On Mon, Jan 25, 2016 at 3:54 PM, Jeff Janes <[email protected]> wrote:
> On Wed, Jan 20, 2016 at 6:17 AM, Fujii Masao <[email protected]> wrote:
>> On Sat, Jan 16, 2016 at 7:42 AM, Julien Rouhaud
>> <[email protected]> wrote:
>>> On 15/01/2016 22:59, Jeff Janes wrote:
>>>> On Sun, Jan 10, 2016 at 4:24 AM, Julien Rouhaud
>>>> <[email protected]> wrote:
>>>
>>> All looks fine to me, I flag it as ready for committer.
>>
>> When I compiled the PostgreSQL with the patch, I got the following error.
>> ISTM that the inclusion of pg_am.h header file is missing in ginfast.c.
>
> Thanks. Fixed.
>
>> gin_clean_pending_list() must check whether the server is in recovery or not.

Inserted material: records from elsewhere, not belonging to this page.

//! Vector search primitives for SableDB.
//!
//! This crate is the leaf of the vector subsystem. It provides:
//!
//! - **Distance metrics**: L2, (negated) inner product, cosine distance
//! - **`Rid`**: the opaque row handle indexes hand back to the executor
//! - **`VectorIndex` trait**: the contract every ANN index implements
//! - **`FlatIndex`**: exhaustive linear scan, the correctness baseline
//!
//! # Architecture
//!
//! The index crates stack on top of this one:
//!
//! ```text
//! sable-query             planner rule + VectorIndexScan executor
//!      │
//!      ├── sable-ivfflat  k-means inverted file
//!      ├── sable-hnsw     layered proximity graph
//!      │
//!      └── sable-vector   distance kernel, Rid, trait, flat baseline
//! ```
//!
//! # Example
//!
//! ```
//! use sable_vector::{FlatIndex, Metric, Rid, VectorIndex};
//!
//! let mut index = FlatIndex::new(Metric::L2);
//! index.insert(vec![0.0, 0.0], Rid::new(0, 0)).unwrap();
//! index.insert(vec![3.0, 4.0], Rid::new(0, 1)).unwrap();
//!
//! let hits = index.scan(&[0.1, 0.1], 1).unwrap();
//! assert_eq!(hits, vec![Rid::new(0, 0)]);
//! ```

mod distance;
mod flat;
mod rid;
mod traits;

pub use distance::{cosine_distance, inner_product, l2_distance, Metric};
pub use flat::FlatIndex;
pub use rid::Rid;
pub use traits::{check_dimension, check_query_dimension, VectorIndex};

/// Error type shared by the vector subsystem.
#[derive(Debug, thiserror::Error)]
pub enum VectorError {
    /// A required index option was absent at construction time.
    #[error("missing index option: {0}")]
    MissingOption(String),

    /// A vector's length differs from the index's fixed dimension.
    #[error("dimension mismatch: expected {expected}, got {actual}")]
    DimensionMismatch { expected: usize, actual: usize },

    /// The index holds no entries. Scans translate this to an empty result
    /// instead of surfacing it.
    #[error("index is empty")]
    EmptyIndex,

    /// A distance function was requested that the index was not built for.
    #[error("unsupported distance metric: {0}")]
    UnsupportedMetric(String),

    /// A plan referenced an index that no longer exists.
    #[error("index not found: {0}")]
    IndexNotFound(String),
}

/// Result type for vector operations.
pub type Result<T> = std::result::Result<T, VectorError>;
//! Benchmarks for the distance kernel.

use criterion::{black_box, criterion_group, criterion_main, BenchmarkId, Criterion};
use sable_vector::{cosine_distance, inner_product, l2_distance};

fn generate_vectors(dims: usize) -> (Vec<f64>, Vec<f64>) {
    let a: Vec<f64> = (0..dims).map(|i| (i as f64) * 0.1).collect();
    let b: Vec<f64> = (0..dims).map(|i| (i as f64) * 0.2 + 0.5).collect();
    (a, b)
}

fn bench_l2(c: &mut Criterion) {
    let mut group = c.benchmark_group("l2_distance");

    for dims in [8, 64, 128, 512, 1024].iter() {
        let (a, b) = generate_vectors(*dims);
        group.bench_with_input(BenchmarkId::from_parameter(dims), dims, |bencher, _| {
            bencher.iter(|| l2_distance(black_box(&a), black_box(&b)))
        });
    }

    group.finish();
}

fn bench_inner_product(c: &mut Criterion) {
    let mut group = c.benchmark_group("inner_product");

    for dims in [8, 64, 128, 512, 1024].iter() {
        let (a, b) = generate_vectors(*dims);
        group.bench_with_input(BenchmarkId::from_parameter(dims), dims, |bencher, _| {
            bencher.iter(|| inner_product(black_box(&a), black_box(&b)))
        });
    }

    group.finish();
}

fn bench_cosine(c: &mut Criterion) {
    let mut group = c.benchmark_group("cosine_distance");

    for dims in [8, 64, 128, 512, 1024].iter() {
        let (a, b) = generate_vectors(*dims);
        group.bench_with_input(BenchmarkId::from_parameter(dims), dims, |bencher, _| {
            bencher.iter(|| cosine_distance(black_box(&a), black_box(&b)))
        });
    }

    group.finish();
}

criterion_group!(benches, bench_l2, bench_inner_product, bench_cosine);
criterion_main!(benches);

>> If it's in recovery, the function must exit with an error. That is, IMO,
>> something like the following check must be added.
>>
>> if (RecoveryInProgress())
>> ereport(ERROR,
>>
>> (errcode(ERRCODE_OBJECT_NOT_IN_PREREQUISITE_STATE),
>> errmsg("recovery is in progress"),
>> errhint("GIN pending list cannot be
>> cleaned up during recovery.")));
>>
>> It's better to make gin_clean_pending_list() check whether the target index
>> is temporary index of other sessions or not, like pgstatginindex() does.
>
> I've added both of these checks. Sorry I overlooked your early email
> in this thread about those.
>
>>
>> + Relation indexRel = index_open(indexoid, AccessShareLock);
>>
>> ISTM that AccessShareLock is not safe when updating the pending list and
>> GIN index main structure. Probaby we should use RowExclusiveLock?
>
> Other callers of the ginInsertCleanup function also do so while
> holding only the AccessShareLock on the index. It turns out that
> there is a bug around this, as discussed in "Potential GIN vacuum bug"
> (http://www.postgresql.org/message-id/flat/CAMkU=1xalflhuuohfp5v33rzedlvb5aknnujceum9knbkrb...@mail.gmail.com)
>
> But, that bug has to be solved at a deeper level than this patch.
>
> I've also cleaned up some other conflicts, and chose a more suitable
> OID for the new catalog function.
>
> The number of new header includes needed to implement this makes me
> wonder if I put this code in the correct file, but I don't see a
> better location for it.
>
> New version attached.
Thanks for updating the patch! It looks good to me.
Based on your patch, I just improved the doc. For example,
I added the following note into the doc.
+ These functions cannot be executed during recovery.
+ Use of these functions is restricted to superusers and the owner
+ of the given index.
If there is no problem, I'm thinking to commit this version.
Regards,
--
Fujii Masao
*** a/doc/src/sgml/func.sgml
--- b/doc/src/sgml/func.sgml
***************
*** 18036,18044 **** postgres=# SELECT * FROM pg_xlogfile_name_offset(pg_stop_backup());
--- 18036,18051 ----
<primary>brin_summarize_new_values</primary>
</indexterm>
+ <indexterm>
+ <primary>gin_clean_pending_list</primary>
+ </indexterm>
+
<para>
<xref linkend="functions-admin-index-table"> shows the functions
available for index maintenance tasks.
+ These functions cannot be executed during recovery.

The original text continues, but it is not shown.